На рубеже двух столетий - [239]
Мариэтта Турьян (Санкт-Петербург)
Неизвестный стихотворный «автопортрет» Бальмонта
Более плодовитого и более «газетного», чем Бальмонт, поэта русская зарубежная пресса 1920–1930-х годов не знала. Соперничать с ним по частоте появления в газетах могли лишь присяжные сочинители стихотворных «политических» фельетонов — Дон Аминадо и Lolo. Страдавший от «кризиса перепроизводства» собственных стихов и прозы в условиях скудости издательских возможностей в эмиграции и прохладного отношения к себе со стороны журналов, Бальмонт контакта с аудиторией, утраченного после отъезда из России в 1920 году, вынужден был искать прежде всего на газетных полосах[1852].

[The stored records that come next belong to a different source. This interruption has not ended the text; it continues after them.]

//! Fixed-step frame driving.

/// Steps a frame callback at a fixed delta and keeps time.
///
/// Durations are converted to a whole number of frames up front, so running
/// for `2.0` seconds at 60 fps always takes exactly 120 frames.
#[derive(Debug, Clone)]
pub struct FrameDriver {
    dt: f32,
    frames: u64,
    time: f64,
}

impl FrameDriver {
    /// Driver stepping at `fps` frames per second (at least 1).
    pub fn new(fps: u32) -> Self {
        Self::with_dt(1.0 / fps.max(1) as f32)
    }

    /// Driver stepping by `dt` seconds.
    pub fn with_dt(dt: f32) -> Self {
        Self {
            dt,
            frames: 0,
            time: 0.0,
        }
    }

    /// Run one frame.
    pub fn step<E, F>(&mut self, mut frame: F) -> Result<(), E>
    where
        F: FnMut(f32) -> Result<(), E>,
    {
        frame(self.dt)?;
        self.frames += 1;
        self.time += f64::from(self.dt);
        Ok(())
    }

    /// Run frames covering `seconds`. Returns the number of frames run.
    pub fn run_for<E, F>(&mut self, seconds: f64, mut frame: F) -> Result<u64, E>
    where
        F: FnMut(f32) -> Result<(), E>,
    {
        let count = self.frames_for(seconds);
        for _ in 0..count {
            self.step(&mut frame)?;
        }
        Ok(count)
    }

    /// Frames needed to cover `seconds`.
    pub fn frames_for(&self, seconds: f64) -> u64 {
        if seconds <= 0.0 || self.dt <= 0.0 {
            return 0;
        }
        (seconds / f64::from(self.dt)).round() as u64
    }

    /// Frame delta in seconds.
    pub fn dt(&self) -> f32 {
        self.dt
    }

    /// Frames run so far.
    pub fn frames(&self) -> u64 {
        self.frames
    }

    /// Seconds covered so far.
    pub fn time(&self) -> f64 {
        self.time
    }
}
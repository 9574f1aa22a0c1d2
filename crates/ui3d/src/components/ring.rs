//! Flat ring (annulus sector) geometry shared by the reticle and fuse.

use glam::Vec2;

/// Ring mesh in the local XY plane.
///
/// Vertices are laid out band by band from the inner radius outward, each band
/// holding `theta_segments + 1` vertices from `theta_start` through
/// `theta_start + theta_length`.
#[derive(Debug, Clone, PartialEq)]
pub struct RingGeometry {
    /// Inner radius.
    pub inner_radius: f32,
    /// Outer radius.
    pub outer_radius: f32,
    /// Angular subdivisions.
    pub theta_segments: u32,
    /// Radial subdivisions (bands).
    pub phi_segments: u32,
    /// Start angle in radians.
    pub theta_start: f32,
    /// Swept angle in radians.
    pub theta_length: f32,
    positions: Vec<Vec2>,
    indices: Vec<u32>,
}

impl RingGeometry {
    /// Build a ring. Segment counts are floored at 3 angular and 1 radial.
    pub fn new(
        inner_radius: f32,
        outer_radius: f32,
        theta_segments: u32,
        phi_segments: u32,
        theta_start: f32,
        theta_length: f32,
    ) -> Self {
        let mut ring = Self {
            inner_radius,
            outer_radius,
            theta_segments: theta_segments.max(3),
            phi_segments: phi_segments.max(1),
            theta_start,
            theta_length,
            positions: Vec::new(),
            indices: Vec::new(),
        };
        ring.rebuild_positions();
        ring.indices = ring.build_indices();
        ring
    }

    /// Full circle ring.
    pub fn full(
        inner_radius: f32,
        outer_radius: f32,
        theta_segments: u32,
        phi_segments: u32,
    ) -> Self {
        Self::new(
            inner_radius,
            outer_radius,
            theta_segments,
            phi_segments,
            0.0,
            std::f32::consts::TAU,
        )
    }

    /// Change the swept angle, keeping topology. Only positions move.
    pub fn set_theta_length(&mut self, theta_length: f32) {
        self.theta_length = theta_length;
        self.rebuild_positions();
    }

    /// Vertex positions.
    pub fn positions(&self) -> &[Vec2] {
        &self.positions
    }

    /// Triangle indices (two triangles per quad).
    pub fn indices(&self) -> &[u32] {
        &self.indices
    }

    /// Number of vertices.
    pub fn vertex_count(&self) -> usize {
        self.positions.len()
    }

    /// Blend vertex positions toward `target` (morph influence `t`).
    ///
    /// Returns `None` when the two rings have different topology.
    pub fn morph_positions(&self, target: &RingGeometry, t: f32) -> Option<Vec<Vec2>> {
        if self.positions.len() != target.positions.len() {
            return None;
        }
        // Endpoints are exact; lerp at 1.0 can be off by one rounding step
        if t >= 1.0 {
            return Some(target.positions.clone());
        }
        let t = t.max(0.0);
        Some(
            self.positions
                .iter()
                .zip(&target.positions)
                .map(|(a, b)| a.lerp(*b, t))
                .collect(),
        )
    }

    fn rebuild_positions(&mut self) {
        let radius_step = (self.outer_radius - self.inner_radius) / self.phi_segments as f32;
        let mut positions =
            Vec::with_capacity(((self.phi_segments + 1) * (self.theta_segments + 1)) as usize);

        let mut radius = self.inner_radius;
        for _ in 0..=self.phi_segments {
            for i in 0..=self.theta_segments {
                let segment =
                    self.theta_start + (i as f32 / self.theta_segments as f32) * self.theta_length;
                positions.push(Vec2::new(radius * segment.cos(), radius * segment.sin()));
            }
            radius += radius_step;
        }
        self.positions = positions;
    }

    fn build_indices(&self) -> Vec<u32> {
        let stride = self.theta_segments + 1;
        let mut indices =
            Vec::with_capacity((self.phi_segments * self.theta_segments * 6) as usize);
        for j in 0..self.phi_segments {
            let band = j * stride;
            for i in 0..self.theta_segments {
                let a = band + i;
                let b = band + stride + i;
                let c = band + stride + i + 1;
                let d = band + i + 1;
                indices.extend_from_slice(&[a, b, d, b, c, d]);
            }
        }
        indices
    }
}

Усиливавшееся отталкивание от современной западноевропейской действительности влекло поэта к двум противоположным географическим и культурным полюсам. С одной стороны, это были Соединенные Штаты Америки, страна, которую он помнил по своей поездке в Мексику в 1905 году[1853] и в которой у Бальмонта сейчас появились пламенные поклонники. В числе их были философ и поэт Эдгар Нобль; его русская жена Лидия Львовна Пименова-Нобль и их дочь, юная поэтесса Лидия (Лилли) Нобль, с которой в начале 1925 года у поэта завязалась оживленная переписка и которая вызвалась заняться переводами и пропагандой его творчества в американской среде. «Я счастлив знать, что имя мое Вам нечуждо, и вдвойне рад, что между Вами, дочерью России и прекрасной страны Эдгара По, и мною, вечно тоскующим о России и мечтающим о тех местах, где проходил создатель „Ворона“, „Аннабель-Ли“ и „Лигейи“, есть внутренний путь», — писал ей поэт 3 марта 1925 года[1854]. Она напечатала в местной газете «Boston Transcript» статью о Бальмонте, которую он расценил как лучшее из сказанного о нем: «Только Вы одна по-настоящему приласкали и приветили мой жизненный праздник, мой завершенный круг. Русские люди сейчас поглощены несчастьями и политикой. Они почти не видят меня, как не видели в начале моего пути. Все последние месяцы мне это было очень больно, хоть я сам себе в том не признавался. Вы стерли эту боль, и я снова горд. Вы читали статьи обо мне русских журналов, — они поверхностные и пустяшные. А Ваш очерк, продиктованный истинной любовью к моей поэзии, — продиктованный весенним Вашим поэтическим сердцем, — для меня — как душистый грозд винограда, как тяжелая красочная перевязь цветов, как родной мой сад, полный пения птиц»[1855]. В очерке говорилось:
Among cultured Russians the world over, Balmont is a name to conjure with. It stands for a poetry that is sheer music and dazzling sunshine; it stands also, for a genius that is at once intensely Russian and as universal as the sun itself. Already widely known in Europe through excellent translations of his works, this greatest lyric of contemporary Russia merits a still wider recognition from English-speaking students of literature and lovers of poetry.[1856]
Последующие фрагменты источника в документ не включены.